[Records for this task — start]
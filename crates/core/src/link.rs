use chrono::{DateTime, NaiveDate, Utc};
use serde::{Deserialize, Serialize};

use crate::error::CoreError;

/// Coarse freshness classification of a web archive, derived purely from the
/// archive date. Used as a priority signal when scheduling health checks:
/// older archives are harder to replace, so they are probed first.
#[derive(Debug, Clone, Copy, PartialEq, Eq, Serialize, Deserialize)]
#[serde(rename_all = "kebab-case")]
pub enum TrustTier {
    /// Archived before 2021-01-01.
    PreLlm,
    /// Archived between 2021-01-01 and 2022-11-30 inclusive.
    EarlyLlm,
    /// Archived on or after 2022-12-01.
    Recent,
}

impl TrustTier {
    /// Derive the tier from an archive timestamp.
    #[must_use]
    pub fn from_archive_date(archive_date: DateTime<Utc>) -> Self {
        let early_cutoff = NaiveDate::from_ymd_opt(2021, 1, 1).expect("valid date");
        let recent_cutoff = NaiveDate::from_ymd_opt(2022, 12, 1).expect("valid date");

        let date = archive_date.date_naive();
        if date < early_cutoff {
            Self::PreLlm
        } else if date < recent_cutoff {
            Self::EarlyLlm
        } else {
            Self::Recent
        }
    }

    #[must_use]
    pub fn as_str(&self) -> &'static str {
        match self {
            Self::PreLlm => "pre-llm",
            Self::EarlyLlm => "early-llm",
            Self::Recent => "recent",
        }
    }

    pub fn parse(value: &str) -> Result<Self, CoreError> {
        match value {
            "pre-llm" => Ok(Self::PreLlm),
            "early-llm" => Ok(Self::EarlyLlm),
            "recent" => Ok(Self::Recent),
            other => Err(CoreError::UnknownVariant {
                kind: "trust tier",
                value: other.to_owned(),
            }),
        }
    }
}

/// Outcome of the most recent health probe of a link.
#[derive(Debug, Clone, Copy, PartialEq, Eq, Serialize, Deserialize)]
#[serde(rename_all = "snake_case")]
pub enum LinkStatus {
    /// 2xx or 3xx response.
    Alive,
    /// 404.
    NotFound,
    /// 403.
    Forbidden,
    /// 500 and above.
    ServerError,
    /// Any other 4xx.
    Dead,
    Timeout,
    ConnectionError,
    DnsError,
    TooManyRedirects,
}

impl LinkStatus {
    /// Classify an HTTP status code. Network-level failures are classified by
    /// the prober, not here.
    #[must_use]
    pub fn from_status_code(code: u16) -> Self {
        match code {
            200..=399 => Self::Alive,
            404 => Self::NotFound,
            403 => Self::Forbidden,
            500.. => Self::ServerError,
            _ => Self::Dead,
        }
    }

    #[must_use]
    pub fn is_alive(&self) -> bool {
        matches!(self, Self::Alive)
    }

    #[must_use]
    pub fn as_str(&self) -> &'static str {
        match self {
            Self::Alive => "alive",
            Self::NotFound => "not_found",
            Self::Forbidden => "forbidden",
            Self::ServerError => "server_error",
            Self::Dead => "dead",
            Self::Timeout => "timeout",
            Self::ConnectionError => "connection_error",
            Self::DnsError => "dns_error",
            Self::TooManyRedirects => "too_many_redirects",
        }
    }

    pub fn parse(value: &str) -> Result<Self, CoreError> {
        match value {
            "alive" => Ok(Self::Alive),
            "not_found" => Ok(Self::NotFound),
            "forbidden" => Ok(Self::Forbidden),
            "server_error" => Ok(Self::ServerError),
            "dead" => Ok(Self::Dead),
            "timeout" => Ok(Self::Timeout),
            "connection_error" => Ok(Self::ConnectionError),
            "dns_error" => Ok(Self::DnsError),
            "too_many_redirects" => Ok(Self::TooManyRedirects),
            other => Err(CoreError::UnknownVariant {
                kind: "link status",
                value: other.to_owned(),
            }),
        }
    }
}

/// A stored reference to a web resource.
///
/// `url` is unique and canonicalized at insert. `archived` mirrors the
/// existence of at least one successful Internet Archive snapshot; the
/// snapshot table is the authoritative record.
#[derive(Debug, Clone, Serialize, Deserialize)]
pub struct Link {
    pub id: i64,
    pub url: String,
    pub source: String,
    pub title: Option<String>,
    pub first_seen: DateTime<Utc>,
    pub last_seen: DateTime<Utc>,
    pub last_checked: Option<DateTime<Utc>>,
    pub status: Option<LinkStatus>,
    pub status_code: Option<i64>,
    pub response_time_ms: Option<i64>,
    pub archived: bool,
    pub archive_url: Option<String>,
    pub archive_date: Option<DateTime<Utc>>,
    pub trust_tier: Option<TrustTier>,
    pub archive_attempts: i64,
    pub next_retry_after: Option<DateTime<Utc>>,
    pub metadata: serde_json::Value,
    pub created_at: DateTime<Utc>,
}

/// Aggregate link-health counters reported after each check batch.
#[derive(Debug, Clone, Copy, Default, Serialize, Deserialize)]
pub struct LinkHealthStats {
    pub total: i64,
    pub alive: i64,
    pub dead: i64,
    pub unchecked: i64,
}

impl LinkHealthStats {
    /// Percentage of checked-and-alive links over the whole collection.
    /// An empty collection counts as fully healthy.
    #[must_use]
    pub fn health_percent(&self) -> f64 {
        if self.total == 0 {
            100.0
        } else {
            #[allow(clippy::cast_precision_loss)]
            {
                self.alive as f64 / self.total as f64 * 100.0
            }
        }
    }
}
[Records for this task — finish]
[Records for this task — start]
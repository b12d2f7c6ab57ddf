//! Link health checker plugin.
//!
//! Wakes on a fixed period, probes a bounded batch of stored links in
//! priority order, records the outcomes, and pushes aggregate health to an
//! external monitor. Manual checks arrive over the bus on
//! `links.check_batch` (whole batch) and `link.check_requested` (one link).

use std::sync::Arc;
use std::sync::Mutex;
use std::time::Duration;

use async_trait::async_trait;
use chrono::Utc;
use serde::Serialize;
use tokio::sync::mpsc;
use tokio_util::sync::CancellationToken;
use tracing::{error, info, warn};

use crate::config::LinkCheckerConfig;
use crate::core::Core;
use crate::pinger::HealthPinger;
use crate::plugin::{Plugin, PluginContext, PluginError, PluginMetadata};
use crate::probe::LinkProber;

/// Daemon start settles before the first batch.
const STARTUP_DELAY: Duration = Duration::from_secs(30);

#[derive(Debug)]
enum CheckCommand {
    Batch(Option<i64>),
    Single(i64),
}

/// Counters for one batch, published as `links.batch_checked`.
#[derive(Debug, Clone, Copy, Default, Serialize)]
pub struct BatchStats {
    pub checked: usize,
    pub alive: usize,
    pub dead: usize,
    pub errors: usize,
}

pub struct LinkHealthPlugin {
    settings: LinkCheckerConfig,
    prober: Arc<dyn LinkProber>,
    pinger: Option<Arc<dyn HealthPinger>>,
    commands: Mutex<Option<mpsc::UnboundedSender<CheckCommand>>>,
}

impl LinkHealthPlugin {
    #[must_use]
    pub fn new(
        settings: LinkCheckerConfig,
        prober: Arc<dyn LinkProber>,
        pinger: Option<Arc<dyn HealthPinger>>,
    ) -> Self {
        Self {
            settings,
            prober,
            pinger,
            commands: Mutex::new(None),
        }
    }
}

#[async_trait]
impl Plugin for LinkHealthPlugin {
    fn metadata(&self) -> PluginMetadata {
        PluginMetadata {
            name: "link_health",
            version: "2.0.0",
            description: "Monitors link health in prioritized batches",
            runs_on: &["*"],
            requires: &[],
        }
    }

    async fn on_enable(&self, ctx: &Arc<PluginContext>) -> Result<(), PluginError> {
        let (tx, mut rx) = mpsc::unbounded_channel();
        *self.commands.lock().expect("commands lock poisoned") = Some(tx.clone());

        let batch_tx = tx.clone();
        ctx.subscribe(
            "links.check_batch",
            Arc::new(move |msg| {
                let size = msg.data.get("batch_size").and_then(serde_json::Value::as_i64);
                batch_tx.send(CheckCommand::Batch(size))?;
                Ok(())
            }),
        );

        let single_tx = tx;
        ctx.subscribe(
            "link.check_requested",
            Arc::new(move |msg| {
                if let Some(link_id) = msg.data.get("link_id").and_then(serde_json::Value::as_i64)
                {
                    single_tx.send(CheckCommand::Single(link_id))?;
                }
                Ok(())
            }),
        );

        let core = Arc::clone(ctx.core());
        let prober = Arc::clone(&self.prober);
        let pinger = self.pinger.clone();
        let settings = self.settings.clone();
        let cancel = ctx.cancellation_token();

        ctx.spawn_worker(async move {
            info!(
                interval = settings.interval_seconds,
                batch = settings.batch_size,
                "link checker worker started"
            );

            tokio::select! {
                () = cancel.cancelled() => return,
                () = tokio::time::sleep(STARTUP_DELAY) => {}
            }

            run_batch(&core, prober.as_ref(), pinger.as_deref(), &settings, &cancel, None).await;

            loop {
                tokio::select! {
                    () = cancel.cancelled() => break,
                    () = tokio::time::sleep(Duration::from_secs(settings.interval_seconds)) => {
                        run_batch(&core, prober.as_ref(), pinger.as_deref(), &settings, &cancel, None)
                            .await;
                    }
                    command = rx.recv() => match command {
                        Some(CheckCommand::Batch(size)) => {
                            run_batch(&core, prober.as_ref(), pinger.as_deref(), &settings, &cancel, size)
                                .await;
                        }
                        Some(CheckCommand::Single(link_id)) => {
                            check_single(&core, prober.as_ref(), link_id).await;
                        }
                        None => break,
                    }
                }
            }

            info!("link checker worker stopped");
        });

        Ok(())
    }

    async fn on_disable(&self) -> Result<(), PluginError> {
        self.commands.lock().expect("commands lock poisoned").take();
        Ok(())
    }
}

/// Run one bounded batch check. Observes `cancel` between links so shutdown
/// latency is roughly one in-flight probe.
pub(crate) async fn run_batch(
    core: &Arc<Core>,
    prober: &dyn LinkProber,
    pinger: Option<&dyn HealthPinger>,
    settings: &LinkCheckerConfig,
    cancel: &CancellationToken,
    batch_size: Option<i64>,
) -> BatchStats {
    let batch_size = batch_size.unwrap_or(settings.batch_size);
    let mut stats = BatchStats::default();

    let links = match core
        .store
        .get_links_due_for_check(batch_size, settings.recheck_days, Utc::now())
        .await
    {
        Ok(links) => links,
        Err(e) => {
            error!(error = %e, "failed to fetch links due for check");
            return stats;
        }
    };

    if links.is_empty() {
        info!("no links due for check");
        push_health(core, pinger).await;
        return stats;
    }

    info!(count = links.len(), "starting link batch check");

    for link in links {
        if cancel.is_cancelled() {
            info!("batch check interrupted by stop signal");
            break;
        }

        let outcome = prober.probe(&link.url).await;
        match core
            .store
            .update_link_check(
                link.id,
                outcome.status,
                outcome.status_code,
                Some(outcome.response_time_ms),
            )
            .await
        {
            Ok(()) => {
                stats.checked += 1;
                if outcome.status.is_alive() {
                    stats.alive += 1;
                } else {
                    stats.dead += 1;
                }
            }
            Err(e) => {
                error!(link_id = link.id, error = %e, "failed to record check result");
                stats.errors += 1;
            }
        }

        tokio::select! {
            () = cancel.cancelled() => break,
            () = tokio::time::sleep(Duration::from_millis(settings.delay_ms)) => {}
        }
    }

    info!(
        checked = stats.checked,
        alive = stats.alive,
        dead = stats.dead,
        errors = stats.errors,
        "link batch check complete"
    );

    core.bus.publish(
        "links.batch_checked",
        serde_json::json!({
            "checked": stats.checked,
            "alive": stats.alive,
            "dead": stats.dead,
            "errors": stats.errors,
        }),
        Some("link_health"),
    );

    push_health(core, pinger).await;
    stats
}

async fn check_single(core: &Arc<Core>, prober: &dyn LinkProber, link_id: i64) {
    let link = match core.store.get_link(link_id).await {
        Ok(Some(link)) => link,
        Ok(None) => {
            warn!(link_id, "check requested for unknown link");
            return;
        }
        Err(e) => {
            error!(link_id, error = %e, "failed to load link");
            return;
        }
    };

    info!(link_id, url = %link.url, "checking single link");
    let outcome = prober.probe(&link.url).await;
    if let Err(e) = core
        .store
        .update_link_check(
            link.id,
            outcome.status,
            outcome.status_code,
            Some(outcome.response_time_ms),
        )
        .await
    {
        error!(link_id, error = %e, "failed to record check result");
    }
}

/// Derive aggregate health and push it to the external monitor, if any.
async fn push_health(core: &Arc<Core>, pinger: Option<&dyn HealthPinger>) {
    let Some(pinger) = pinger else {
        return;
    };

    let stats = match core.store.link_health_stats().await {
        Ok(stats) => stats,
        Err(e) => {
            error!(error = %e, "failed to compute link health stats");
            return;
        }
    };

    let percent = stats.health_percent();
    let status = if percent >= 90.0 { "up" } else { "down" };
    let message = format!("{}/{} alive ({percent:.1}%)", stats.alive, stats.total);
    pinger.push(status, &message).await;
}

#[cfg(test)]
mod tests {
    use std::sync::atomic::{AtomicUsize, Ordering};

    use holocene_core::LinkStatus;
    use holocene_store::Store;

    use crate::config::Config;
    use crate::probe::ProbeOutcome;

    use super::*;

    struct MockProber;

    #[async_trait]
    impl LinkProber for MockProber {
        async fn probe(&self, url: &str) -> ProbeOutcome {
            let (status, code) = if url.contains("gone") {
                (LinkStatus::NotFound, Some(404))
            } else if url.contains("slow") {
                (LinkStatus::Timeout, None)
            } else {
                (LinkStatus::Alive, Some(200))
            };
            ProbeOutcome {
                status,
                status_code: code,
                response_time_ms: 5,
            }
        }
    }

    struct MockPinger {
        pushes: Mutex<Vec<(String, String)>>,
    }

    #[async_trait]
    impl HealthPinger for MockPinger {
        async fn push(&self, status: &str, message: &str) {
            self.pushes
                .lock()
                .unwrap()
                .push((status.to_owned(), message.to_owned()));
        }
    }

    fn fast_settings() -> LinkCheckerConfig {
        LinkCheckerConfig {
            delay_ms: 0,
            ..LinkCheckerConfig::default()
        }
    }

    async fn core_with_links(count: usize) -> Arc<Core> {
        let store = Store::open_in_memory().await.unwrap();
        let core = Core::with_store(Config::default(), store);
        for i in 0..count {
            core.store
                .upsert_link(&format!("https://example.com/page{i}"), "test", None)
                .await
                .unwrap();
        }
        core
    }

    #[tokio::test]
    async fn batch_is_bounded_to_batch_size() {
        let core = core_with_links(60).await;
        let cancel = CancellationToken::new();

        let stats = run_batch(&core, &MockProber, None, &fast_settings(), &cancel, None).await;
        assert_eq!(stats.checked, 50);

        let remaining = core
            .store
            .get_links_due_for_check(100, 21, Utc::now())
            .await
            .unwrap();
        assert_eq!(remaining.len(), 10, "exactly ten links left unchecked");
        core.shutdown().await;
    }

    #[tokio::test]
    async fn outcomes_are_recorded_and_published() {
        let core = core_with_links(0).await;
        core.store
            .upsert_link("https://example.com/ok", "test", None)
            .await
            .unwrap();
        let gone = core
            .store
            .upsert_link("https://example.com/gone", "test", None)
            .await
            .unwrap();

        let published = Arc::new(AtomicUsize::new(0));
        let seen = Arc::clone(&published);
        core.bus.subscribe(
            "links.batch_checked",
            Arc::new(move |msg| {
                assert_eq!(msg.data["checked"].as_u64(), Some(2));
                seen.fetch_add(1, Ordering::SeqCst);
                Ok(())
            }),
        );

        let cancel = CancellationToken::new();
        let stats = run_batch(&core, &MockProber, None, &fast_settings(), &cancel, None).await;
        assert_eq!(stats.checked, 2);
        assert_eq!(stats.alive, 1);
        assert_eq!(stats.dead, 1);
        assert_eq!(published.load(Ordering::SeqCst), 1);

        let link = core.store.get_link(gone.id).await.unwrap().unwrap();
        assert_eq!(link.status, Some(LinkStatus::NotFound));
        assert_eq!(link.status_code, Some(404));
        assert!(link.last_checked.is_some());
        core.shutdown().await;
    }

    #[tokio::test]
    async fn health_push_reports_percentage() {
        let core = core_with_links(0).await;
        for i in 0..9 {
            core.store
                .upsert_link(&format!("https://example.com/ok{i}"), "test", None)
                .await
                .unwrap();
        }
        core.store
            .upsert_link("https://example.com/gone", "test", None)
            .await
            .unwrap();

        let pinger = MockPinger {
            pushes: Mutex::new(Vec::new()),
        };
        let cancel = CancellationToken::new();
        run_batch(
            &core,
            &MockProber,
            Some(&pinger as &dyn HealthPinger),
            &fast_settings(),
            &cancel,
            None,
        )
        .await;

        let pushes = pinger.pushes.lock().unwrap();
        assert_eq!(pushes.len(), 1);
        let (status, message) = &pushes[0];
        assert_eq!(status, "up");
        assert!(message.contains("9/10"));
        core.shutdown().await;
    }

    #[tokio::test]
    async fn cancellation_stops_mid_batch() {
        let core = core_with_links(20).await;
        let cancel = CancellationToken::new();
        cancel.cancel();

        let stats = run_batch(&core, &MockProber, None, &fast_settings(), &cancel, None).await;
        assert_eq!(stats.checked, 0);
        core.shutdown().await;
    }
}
[Records for this task — finish]
Retype the records above, but only those lines that fall between the line containing "filename crates/core/src/link.rs" and the line containing "pub fn from_archive_date(archive_date: DateTime<Utc>)", with both of those lines included, exactly as written.

- Task answer:
filename crates/core/src/link.rs
use chrono::{DateTime, NaiveDate, Utc};
use serde::{Deserialize, Serialize};

use crate::error::CoreError;

/// Coarse freshness classification of a web archive, derived purely from the
/// archive date. Used as a priority signal when scheduling health checks:
/// older archives are harder to replace, so they are probed first.
#[derive(Debug, Clone, Copy, PartialEq, Eq, Serialize, Deserialize)]
#[serde(rename_all = "kebab-case")]
pub enum TrustTier {
    /// Archived before 2021-01-01.
    PreLlm,
    /// Archived between 2021-01-01 and 2022-11-30 inclusive.
    EarlyLlm,
    /// Archived on or after 2022-12-01.
    Recent,
}

impl TrustTier {
    /// Derive the tier from an archive timestamp.
    #[must_use]
    pub fn from_archive_date(archive_date: DateTime<Utc>) -> Self {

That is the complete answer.